A few days back, a friend of mine received a phone call from a person who introduced himself as a representative from a particular bank. Since the Government of India has recently made it a mandate to link your Aadhar with all your bank accounts. The telecaller explained her about the same and warned her to get it done immediately. Without, much knowledge about the processes involved, she followed the given instructions to link the Aadhar through the phone call itself.

Not paying any further heed to the consequences of her actions she shared the debit card details along with the expiry and CCV2 number. Immediately, an OTP was received. And without thinking about the security implications of her next action, she shared the OTP as well. After which she received a transaction failed SMS. Luckily, her bank account didn’t have enough balance which the telecaller (attacker) was trying to take away. That was an eye-opener, she immediately realized the gravity of the situation and blocked her debit card.

In these days of increased card security and with concepts like OTP and 3D Secure PIN doing the rounds, can anyone with just your Card Details and CVV number transact with it? What does the CVV number on your card mean? Are all transactions nowadays accompanied by the OTP?

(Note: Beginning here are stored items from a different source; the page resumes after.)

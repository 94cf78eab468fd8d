use std::net::SocketAddr;
use std::sync::Arc;

use axum::{
    Router,
    routing::get,
    response::IntoResponse,
};
use opentelemetry::{global, KeyValue};
use opentelemetry::metrics::MeterProvider;
use opentelemetry_otlp::WithExportConfig;
use opentelemetry_sdk::{
    trace::{self, Sampler},
    Resource,
};
use prometheus::{Encoder, TextEncoder};
use tokio::net::TcpListener;
use tokio::signal;
use tower_http::trace::TraceLayer;
use tracing::{info, warn, instrument};
use tracing_opentelemetry::OpenTelemetryLayer;
use tracing_subscriber::{
    fmt, layer::SubscriberExt, util::SubscriberInitExt, EnvFilter, Registry,
};

use chartscan::api::routes::{self, AppMetrics};
use chartscan::config::AppConfig;
use chartscan::scanner::ChartScanner;

#[tokio::main]
async fn main() -> anyhow::Result<()> {
    // Initialize OpenTelemetry tracing
    let tracer = init_tracer()?;

    let env_filter = EnvFilter::try_from_default_env()
        .unwrap_or_else(|_| EnvFilter::new("info"));

    if let Some(tracer) = tracer {
        Registry::default()
            .with(env_filter)
            .with(fmt::layer().with_target(true))
            .with(OpenTelemetryLayer::new(tracer))
            .init();
    } else {
        Registry::default()
            .with(env_filter)
            .with(fmt::layer().with_target(true))
            .init();
    }

    // Load configuration
    let config = AppConfig::load()?;
    info!("Loaded configuration: port={}, scan={:?}", config.port, config.scan);

    let scanner = Arc::new(ChartScanner::from_config(&config)?);

    // Initialize OpenTelemetry metrics with Prometheus
    let registry = prometheus::Registry::new();
    let exporter = opentelemetry_prometheus::exporter().with_registry(registry.clone())
        .build()?;
    let meter_provider = opentelemetry_sdk::metrics::MeterProvider::builder()
        .with_resource(Resource::new(vec![
            KeyValue::new("service.name", "chartscan"),
            KeyValue::new("service.version", env!("CARGO_PKG_VERSION")),
        ]))
        .with_reader(exporter)
        .build();
    let meter = meter_provider.meter("chartscan");
    let app_metrics = Arc::new(AppMetrics::new(&meter));

    // Create application state
    let app_state = (Arc::clone(&scanner), Arc::clone(&app_metrics));

    // Create a clone of the registry for the metrics endpoint
    let metrics_registry = registry.clone();

    // Build application with metrics endpoint
    let app = Router::new()
        .route("/metrics", get(move || metrics_handler(metrics_registry.clone())))
        .merge(routes::scan_router(app_state))
        .with_state((scanner, app_metrics))
        .layer(TraceLayer::new_for_http());

    // Start server
    let addr = SocketAddr::from(([0, 0, 0, 0], config.port));
    info!("Starting chartscand server on {}", addr);
    info!("Metrics available at http://{}:{}/metrics", addr.ip(), addr.port());

    let listener = TcpListener::bind(addr).await?;
    axum::serve(listener, app)
        .with_graceful_shutdown(shutdown_signal())
        .await?;

    // Shut down OpenTelemetry tracer provider
    global::shutdown_tracer_provider();

    Ok(())
}

async fn shutdown_signal() {
    let ctrl_c = async {
        if let Err(e) = signal::ctrl_c().await {
            warn!("Failed to listen for Ctrl+C: {}", e);
            std::future::pending::<()>().await;
        }
    };

    #[cfg(unix)]
    let terminate = async {
        match signal::unix::signal(signal::unix::SignalKind::terminate()) {
            Ok(mut stream) => {
                stream.recv().await;
            }
            Err(e) => {
                warn!("Failed to install SIGTERM handler: {}", e);
                std::future::pending::<()>().await;
            }
        }
    };

    #[cfg(not(unix))]
    let terminate = std::future::pending::<()>();

    tokio::select! {
        _ = ctrl_c => {},
        _ = terminate => {},
    }

    info!("Shutdown signal received, starting graceful shutdown");
}

// Initialize OpenTelemetry tracer when an OTLP endpoint is configured
fn init_tracer() -> anyhow::Result<Option<trace::Tracer>> {
    let otlp_endpoint = std::env::var("OTEL_EXPORTER_OTLP_ENDPOINT").ok();

    if let Some(otlp_endpoint) = otlp_endpoint {
        let tracer = opentelemetry_otlp::new_pipeline()
            .tracing()
            .with_exporter(
                opentelemetry_otlp::new_exporter()
                    .tonic()
                    .with_endpoint(otlp_endpoint)
            )
            .with_trace_config(
                trace::config()
                    .with_sampler(Sampler::AlwaysOn)
                    .with_resource(Resource::new(vec![
                        KeyValue::new("service.name", "chartscan"),
                        KeyValue::new("service.version", env!("CARGO_PKG_VERSION")),
                    ]))
            )
            .install_batch(opentelemetry_sdk::runtime::Tokio)?;

        Ok(Some(tracer))
    } else {
        Ok(None)
    }
}

// Metrics endpoint handler for Prometheus scraping
#[instrument(name = "metrics_handler", skip_all)]
async fn metrics_handler(registry: prometheus::Registry) -> impl IntoResponse {
    let mut buffer = Vec::new();
    let encoder = TextEncoder::new();

    // Encode metrics to the buffer
    if let Err(e) = encoder.encode(&registry.gather(), &mut buffer) {
        warn!("Failed to encode metrics: {}", e);
        return (axum::http::StatusCode::INTERNAL_SERVER_ERROR, "Failed to encode metrics").into_response();
    }

    // Convert the buffer to a string
    match String::from_utf8(buffer) {
        Ok(metrics_string) => metrics_string.into_response(),
        Err(e) => {
            warn!("Failed to convert metrics to string: {}", e);
            (axum::http::StatusCode::INTERNAL_SERVER_ERROR, "Failed to convert metrics to string").into_response()
        }
    }
}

Before we answer these questions ahead, let’s first talk about ‘Card-not-present’ fraud.

Investopedia defines ‘Card-not-present’ fraud as a type of credit card scam in which the customer does not physically present the card to the merchant during the fraudulent transaction. Card-not-present fraud can occur with transactions that are conducted online or over the phone. It is theoretically harder to prevent than card-present fraud because the merchant cannot personally examine the credit card for signs of possible fraud, such as a missing hologram or altered account number.

Some interesting statistics to be noted on Card-not-present fraud:

1) According to a 2017 report by the US Payments Forum, the increased security of chip cards forced criminals to shift the focus of their activities to Card-not-present (CNP) transactions.

2) The United States is especially vulnerable to CNP fraud, as it leads the world with the highest percentage of e-commerce sales, with 77 percent of U.S. merchants selling online.

3) The Payments Forum report includes a prediction that the EMV implementation is projected to lead to an increase of CNP fraud in the U.S. from $3.1 billion in 2015 to $6.4 billion in 2018.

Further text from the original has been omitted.